The Canadian Integrative Network for Death Education and Alternatives is an organization that represents and provides awareness about "death midwives" — people who help a dying person and their loved ones with alternative funeral arrangements, often at home.

CINDEA's webpage says they use the term "midwife" to "honour and parallel the role of a birth midwife," but College of Midwives registrar and executive director Louise Aerts says the term is reserved under the Health Professions Act and CINDEA's use is breaking the law.

"There can be a misperception from the public when a title is being used inappropriately," she said.

"Part of the idea is to provide a sense to the public of what it means to be a registered health professional, and they know when those terms are being used, that there is a regulatory body overseeing the education and practices and standards of that profession."

Even though death midwives have the "death" modifier before their title, Aerts says the potential is there for confusion.

"The public could conceive that they have the same level of training, the same level of oversight of their practice as do registrants of the college," she said.

As a result, the college sent CINDEA a cease and desist letter this week to prevent them from using the term "midwife."

Doubts about confusion

Aerts says she hadn't heard of CINDEA until the CBC profiled the work of founder Pashta MaryMoon for a radio series.

MaryMoon says the term "death midwife" has been used for over a decade by people like herself, and she isn't sure why it has become an issue now.

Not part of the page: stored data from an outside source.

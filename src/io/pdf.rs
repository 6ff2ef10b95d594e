use image::codecs::jpeg::JpegEncoder;
use lopdf::content::{Content, Operation};
use lopdf::{Dictionary, Document, Object, ObjectId, Stream, dictionary};

use crate::layout::Geometry;

const MM_TO_PT: f32 = 72.0 / 25.4;

const FONT_REGULAR: &str = "F1";
const FONT_BOLD: &str = "F2";

/// An image decoded and re-encoded as baseline JPEG, ready to embed as a
/// `DCTDecode` XObject.
#[derive(Debug, Clone)]
pub struct JpegImage {
    data: Vec<u8>,
    width: u32,
    height: u32,
}

impl JpegImage {
    /// Decode any supported image format (the QR provider returns PNG)
    /// and transcode to RGB JPEG.
    pub fn from_bytes(raw: &[u8]) -> Result<Self, image::ImageError> {
        let decoded = image::load_from_memory(raw)?;
        let rgb = decoded.to_rgb8();
        let (width, height) = rgb.dimensions();

        let mut data = Vec::new();
        JpegEncoder::new_with_quality(&mut data, 90).encode(
            rgb.as_raw(),
            width,
            height,
            image::ExtendedColorType::Rgb8,
        )?;

        Ok(Self {
            data,
            width,
            height,
        })
    }
}

struct PendingImage {
    name: String,
    jpeg: Vec<u8>,
    width_px: u32,
    height_px: u32,
}

/// Content of one page under construction. Coordinates are millimeters
/// measured from the top-left corner; conversion to PDF points happens at
/// the operation level.
pub struct PageBuilder {
    operations: Vec<Operation>,
    images: Vec<PendingImage>,
    height_pt: f32,
}

impl PageBuilder {
    fn x_pt(&self, x_mm: f32) -> f32 {
        x_mm * MM_TO_PT
    }

    fn y_pt(&self, y_mm: f32) -> f32 {
        self.height_pt - y_mm * MM_TO_PT
    }

    /// Place a single line of text with its baseline at `y_mm` from the top.
    pub fn text(&mut self, x_mm: f32, y_mm: f32, size_pt: f32, bold: bool, text: &str) {
        let font = if bold { FONT_BOLD } else { FONT_REGULAR };
        self.operations.push(Operation::new("BT", vec![]));
        self.operations
            .push(Operation::new("Tf", vec![font.into(), size_pt.into()]));
        self.operations.push(Operation::new(
            "Td",
            vec![self.x_pt(x_mm).into(), self.y_pt(y_mm).into()],
        ));
        self.operations
            .push(Operation::new("Tj", vec![Object::string_literal(text)]));
        self.operations.push(Operation::new("ET", vec![]));
    }

    /// Stroke a rectangle. `y_mm` is the top edge.
    pub fn rect(
        &mut self,
        x_mm: f32,
        y_mm: f32,
        width_mm: f32,
        height_mm: f32,
        color: (f32, f32, f32),
        line_width_pt: f32,
    ) {
        let x = self.x_pt(x_mm);
        let y = self.y_pt(y_mm + height_mm);
        self.operations.push(Operation::new("q", vec![]));
        self.operations.push(Operation::new(
            "RG",
            vec![color.0.into(), color.1.into(), color.2.into()],
        ));
        self.operations
            .push(Operation::new("w", vec![line_width_pt.into()]));
        self.operations.push(Operation::new(
            "re",
            vec![
                x.into(),
                y.into(),
                (width_mm * MM_TO_PT).into(),
                (height_mm * MM_TO_PT).into(),
            ],
        ));
        self.operations.push(Operation::new("S", vec![]));
        self.operations.push(Operation::new("Q", vec![]));
    }

    /// Draw an image scaled into the given box. `y_mm` is the top edge.
    pub fn image(&mut self, image: JpegImage, x_mm: f32, y_mm: f32, width_mm: f32, height_mm: f32) {
        let name = format!("Im{}", self.images.len());
        let x = self.x_pt(x_mm);
        let y = self.y_pt(y_mm + height_mm);

        self.operations.push(Operation::new("q", vec![]));
        self.operations.push(Operation::new(
            "cm",
            vec![
                (width_mm * MM_TO_PT).into(),
                0.0_f32.into(),
                0.0_f32.into(),
                (height_mm * MM_TO_PT).into(),
                x.into(),
                y.into(),
            ],
        ));
        self.operations
            .push(Operation::new("Do", vec![name.as_str().into()]));
        self.operations.push(Operation::new("Q", vec![]));

        self.images.push(PendingImage {
            name,
            jpeg: image.data,
            width_px: image.width,
            height_px: image.height,
        });
    }
}

/// Minimal multi-page PDF writer over lopdf: fixed Helvetica fonts, one
/// content stream per page, images as JPEG XObjects. Output contains no
/// timestamps or random identifiers, so identical input produces
/// byte-identical documents.
pub struct PdfWriter {
    doc: Document,
    pages_id: ObjectId,
    page_ids: Vec<ObjectId>,
    width_pt: f32,
    height_pt: f32,
}

impl PdfWriter {
    pub fn new(geometry: &Geometry) -> Self {
        let mut doc = Document::with_version("1.5");
        let pages_id = doc.new_object_id();
        Self {
            doc,
            pages_id,
            page_ids: Vec::new(),
            width_pt: geometry.width_mm * MM_TO_PT,
            height_pt: geometry.height_mm * MM_TO_PT,
        }
    }

    pub fn begin_page(&self) -> PageBuilder {
        PageBuilder {
            operations: Vec::new(),
            images: Vec::new(),
            height_pt: self.height_pt,
        }
    }

    pub fn finish_page(&mut self, page: PageBuilder) -> Result<(), lopdf::Error> {
        let content = Content {
            operations: page.operations,
        };
        let content_id = self
            .doc
            .add_object(Stream::new(Dictionary::new(), content.encode()?));

        let has_images = !page.images.is_empty();
        let mut xobjects = Dictionary::new();
        for image in page.images {
            let stream = Stream::new(
                dictionary! {
                    "Type" => "XObject",
                    "Subtype" => "Image",
                    "Width" => image.width_px as i64,
                    "Height" => image.height_px as i64,
                    "ColorSpace" => "DeviceRGB",
                    "BitsPerComponent" => 8_i64,
                    "Filter" => "DCTDecode",
                },
                image.jpeg,
            );
            let id = self.doc.add_object(stream);
            xobjects.set(image.name, id);
        }

        let mut resources = dictionary! {
            "Font" => dictionary! {
                FONT_REGULAR => dictionary! {
                    "Type" => "Font",
                    "Subtype" => "Type1",
                    "BaseFont" => "Helvetica",
                },
                FONT_BOLD => dictionary! {
                    "Type" => "Font",
                    "Subtype" => "Type1",
                    "BaseFont" => "Helvetica-Bold",
                },
            },
        };
        if has_images {
            resources.set("XObject", xobjects);
        }

        let page_id = self.doc.add_object(dictionary! {
            "Type" => "Page",
            "Parent" => self.pages_id,
            "Resources" => resources,
            "Contents" => content_id,
        });
        self.page_ids.push(page_id);
        Ok(())
    }

    pub fn page_count(&self) -> usize {
        self.page_ids.len()
    }

    /// Assemble the page tree and serialize the document.
    pub fn finish(mut self) -> Result<Vec<u8>, lopdf::Error> {
        let kids: Vec<Object> = self
            .page_ids
            .iter()
            .map(|&id| Object::Reference(id))
            .collect();
        let count = kids.len() as i64;

        self.doc.objects.insert(
            self.pages_id,
            Object::Dictionary(dictionary! {
                "Type" => "Pages",
                "Kids" => kids,
                "Count" => count,
                "MediaBox" => vec![
                    0.0_f32.into(),
                    0.0_f32.into(),
                    self.width_pt.into(),
                    self.height_pt.into(),
                ],
            }),
        );

        let catalog_id = self.doc.add_object(dictionary! {
            "Type" => "Catalog",
            "Pages" => self.pages_id,
        });
        self.doc.trailer.set("Root", catalog_id);

        let mut out = Vec::new();
        self.doc.save_to(&mut out)?;
        Ok(out)
    }
}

"We're not talking about being a midwife for pregnant women," she said. "People who are dealing with the death of a person have no confusion about what kind of midwife we are. So I don't really see why that's an issue."

Pashta MaryMoon rolls a corpse model

Pashta MaryMoon, seen here practising on a live model, says using the term "death midwife" has "nothing to do with being equally credible as birth midwives." (Canadian Integrative Network for Death Education and Alternatives)

MaryMoon questions whether the College has the legal standing to stop death midwives from using the title, but admits CINDEA has no legal representation.

She also says CINDEA's use of the title is not about claiming the legitimacy of midwifery.

"What we're doing is reclaiming the ancient word and the ancient practice. It has nothing to do with being equally credible as birth midwives," she said.

"It has to do with bringing back the original practice of caring for your own dead and the people who would support the families to do that, who were the midwives."

MaryMoon said on Tuesday she wasn't sure what CINDEA's next steps would be besides consulting other group members and similar practitioners in the United States.